First, before you even begin an estrus synchronization program, know as much as you can about the individual animals in the group. I realize not everyone is trying to run their operation like a mini research institute, but you can’t know what to anticipate or correct problems unless you first know what you are working with. For cows, knowing their previous calving date is one of the most valuable pieces of information. Age of each cow will be helpful as well, especially as you look at the performance of your younger two- and three-year-old cows. Condition of cows is another thing to be watching, both at the group and individual level. At a minimum I suggest recording IDs of cows that are less than a body condition score 5. All of this information will prove helpful as you look back at your results and think about potential improvements.

Depending on your goals and calendar, you may even consider managing some of these animals this information. For example, if you are working to shorten a long calving season, you may find it helpful to divide your herd, sorting later calving animals into a group that will receive synchronization and AI a few weeks later. Over time and over multiple years, you can work to recombine the herd by moving later calving cows up and strategically culling. Alternatively, if you plan to cull aggressively this year after weaning, you may choose not to invest in synchronization and AI at all for excessively thin or late calving cows. Another strategy I haven seen used effectively is to invest in synchronization for marginal animals such as late calvers and thin cows, and only perform timed AI for these animals if they have an activated estrus detection aid before timed AI.

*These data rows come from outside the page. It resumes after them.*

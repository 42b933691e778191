//! `packed` attestation: the general-purpose CBOR format, used
//! both with a full X.509 certificate chain and, for integrated
//! authenticators, with self-attestation via the credential key itself.

use x509_parser::certificate::X509Certificate;
use x509_parser::prelude::FromDer;

use crate::crypto::CryptoProvider;
use crate::error::{WebauthnError, WebauthnResult};
use crate::model::{AttestationType, AuthenticatorData, PackedAttestationStatement};
use crate::trust::{require_not_ca, require_version_3, unwrap_octet_string_extension_value};

const FIDO_GEN_CE_AAGUID_OID: &str = "1.3.6.1.4.1.45724.1.1.4";

pub fn verify(
    crypto: &dyn CryptoProvider,
    stmt: &PackedAttestationStatement,
    auth_data: &AuthenticatorData,
    auth_data_bytes: &[u8],
    client_data_hash: &[u8],
) -> WebauthnResult<AttestationType> {
    let mut message = Vec::with_capacity(auth_data_bytes.len() + client_data_hash.len());
    message.extend_from_slice(auth_data_bytes);
    message.extend_from_slice(client_data_hash);

    if stmt.x5c.is_empty() {
        return verify_self(crypto, stmt, auth_data, &message);
    }

    let leaf_der = &stmt.x5c[0].0;
    crypto.verify_with_certificate(stmt.alg, leaf_der, &message, &stmt.sig)?;

    let (_, leaf) = X509Certificate::from_der(leaf_der).map_err(|_| WebauthnError::BadAttestationStatement {
        reason: "packed x5c[0] is not a parseable X.509 certificate".into(),
    })?;

    require_version_3(&leaf)?;
    require_not_ca(&leaf)?;

    let ou_matches = leaf
        .subject()
        .iter_organizational_unit()
        .any(|ou| ou.as_str() == Ok("Authenticator Attestation"));
    if !ou_matches {
        return Err(WebauthnError::BadAttestationStatement {
            reason: "packed attestation certificate subject OU must be \"Authenticator Attestation\"".into(),
        });
    }

    if let Some(attested) = &auth_data.attested_credential_data {
        for ext in leaf.extensions() {
            if ext.oid.to_id_string() == FIDO_GEN_CE_AAGUID_OID {
                let aaguid = unwrap_octet_string_extension_value(ext.value)?;
                if aaguid != attested.aaguid.0 {
                    return Err(WebauthnError::BadAttestationStatement {
                        reason: "id-fido-gen-ce-aaguid extension does not match authData.aaguid".into(),
                    });
                }
            }
        }
    }

    Ok(AttestationType::Basic)
}

fn verify_self(
    crypto: &dyn CryptoProvider,
    stmt: &PackedAttestationStatement,
    auth_data: &AuthenticatorData,
    message: &[u8],
) -> WebauthnResult<AttestationType> {
    let attested = auth_data.attested_credential_data.as_ref().ok_or(WebauthnError::ConstraintViolation {
        reason: "self-attestation requires attestedCredentialData",
    })?;

    if stmt.alg != attested.credential_public_key.alg {
        return Err(WebauthnError::BadAttestationStatement {
            reason: "packed self-attestation alg does not match the credential public key's alg".into(),
        });
    }

    crypto.verify(&attested.credential_public_key, message, &stmt.sig)?;

    Ok(AttestationType::SelfAttestation)
}

#[cfg(test)]
mod tests {
    use super::*;
    use crate::crypto::RingCryptoProvider;
    use crate::model::{Aaguid, AttestationCertificate, AttestedCredentialData, AuthenticatorDataFlags, CoseAlgorithm, CoseKey, EcdsaCurve, ExtensionOutputs};
    use ring::rand::SystemRandom;
    use ring::signature::{EcdsaKeyPair, KeyPair, ECDSA_P256_SHA256_ASN1_SIGNING};

    fn self_attested_auth_data(public_key: CoseKey) -> AuthenticatorData {
        AuthenticatorData {
            rp_id_hash: [0u8; 32],
            flags: AuthenticatorDataFlags::UP | AuthenticatorDataFlags::AT,
            sign_count: 0,
            attested_credential_data: Some(AttestedCredentialData {
                aaguid: Aaguid([0u8; 16]),
                credential_id: vec![1, 2, 3],
                credential_public_key: public_key,
            }),
            extensions: ExtensionOutputs::new(),
        }
    }

    #[test]
    fn self_attestation_accepts_matching_alg_and_signature() {
        let rng = SystemRandom::new();
        let pkcs8 = EcdsaKeyPair::generate_pkcs8(&ECDSA_P256_SHA256_ASN1_SIGNING, &rng).unwrap();
        let key_pair = EcdsaKeyPair::from_pkcs8(&ECDSA_P256_SHA256_ASN1_SIGNING, pkcs8.as_ref(), &rng).unwrap();
        let public = key_pair.public_key().as_ref();
        let cose = CoseKey::new_ec2(CoseAlgorithm::ES256, EcdsaCurve::Secp256r1, public[1..33].to_vec(), public[33..65].to_vec());

        let auth_data = self_attested_auth_data(cose);
        let auth_data_bytes = b"authenticator-data-bytes".to_vec();
        let client_data_hash = [7u8; 32];
        let mut message = auth_data_bytes.clone();
        message.extend_from_slice(&client_data_hash);
        let sig = key_pair.sign(&rng, &message).unwrap();

        let stmt = PackedAttestationStatement {
            alg: CoseAlgorithm::ES256,
            sig: sig.as_ref().to_vec(),
            x5c: Vec::new(),
        };

        let crypto = RingCryptoProvider::new();
        let result = verify(&crypto, &stmt, &auth_data, &auth_data_bytes, &client_data_hash).unwrap();
        assert_eq!(result, AttestationType::SelfAttestation);
    }

    #[test]
    fn self_attestation_rejects_alg_mismatch() {
        let auth_data = self_attested_auth_data(CoseKey::new_ec2(CoseAlgorithm::ES256, EcdsaCurve::Secp256r1, vec![0; 32], vec![0; 32]));
        let stmt = PackedAttestationStatement {
            alg: CoseAlgorithm::ES384,
            sig: vec![0; 8],
            x5c: Vec::new(),
        };
        let crypto = RingCryptoProvider::new();
        let err = verify(&crypto, &stmt, &auth_data, b"bytes", &[0u8; 32]).unwrap_err();
        assert!(matches!(err, WebauthnError::BadAttestationStatement { .. }));
    }

    #[test]
    fn full_attestation_requires_parseable_certificate() {
        let auth_data = self_attested_auth_data(CoseKey::new_ec2(CoseAlgorithm::ES256, EcdsaCurve::Secp256r1, vec![0; 32], vec![0; 32]));
        let stmt = PackedAttestationStatement {
            alg: CoseAlgorithm::ES256,
            sig: vec![0; 8],
            x5c: vec![AttestationCertificate(vec![0xde, 0xad, 0xbe, 0xef])],
        };
        let crypto = RingCryptoProvider::new();
        let err = verify(&crypto, &stmt, &auth_data, b"bytes", &[0u8; 32]).unwrap_err();
        assert!(matches!(err, WebauthnError::BadAttestationStatement { .. } | WebauthnError::BadSignature));
    }
}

Extra Considerations for Heifers

Breeding heifers without any kind of prebreeding information is risky. A visual assessment of the body condition of heifers is helpful but only tells you so much. Actual weights of heifers are also helpful, but really most useful only if you can relate it back to mature cow size. Weight and condition are really just indirect indicators of whether heifers are likely to have attained puberty. Even better, consider having a prebreeding evaluation done 4-6 weeks before breeding. A veterinarian can actually evaluate the reproductive tract directly and assign a reproductive tract score. That information is powerful: it tells you exact ly what is going on for each heifer, and helps you troubleshoot your development program before breeding rather than after. You also then have an opportunity to cull poor performers rather than investing time, money, and resources in a development and breeding program. If you have a large group of heifers with a lot of unknowns (age, size, sire, source, etc), a prebreed ing evaluation can easily pay for itself and then some.

Keep Records at AI

It sounds obvious, but we really cannot troubleshoot an AI program if we do not have any information to look back on. If you are using multiple sires in your AI program, of course keep track of which sires are used on which animals. If multiple technicians are breeding – especially with different experience levels – track which technicians bred which animals. I also strongly encourage you to apply estrus detection aids (e.g. ESTROTECT Breeding Indicators) at the final animal handling before AI. Even if you are doing timed AI rather than heat detection, this gives you something to monitor and gives you a check point before AI. Apply those patches and record which animals did or did not have activated patches as they come through the chute for AI. Lastly, I suggest you always record the ID of an animal that acts up in the chute or is excessively stressed for some reason or another. That may be helpful information to look back on at preg check, or you may even decide that animal needs to find a new place to be a cow.

Final Thoughts

It may seem a little overkill to collect and record information like this, but that information has value. It may help you troubleshoot after the fact, avoid costs ahead of time, or find ways to improve next year. There may be just as much value in recording and analyzing your own records as there is in the AI program in and of itself. You will also go into the AI program with confidence and reasonable expectations for success. I won’t promise it will ever be completely worry-free, but I bet you sleep a little better the night before – and the night after – timed AI.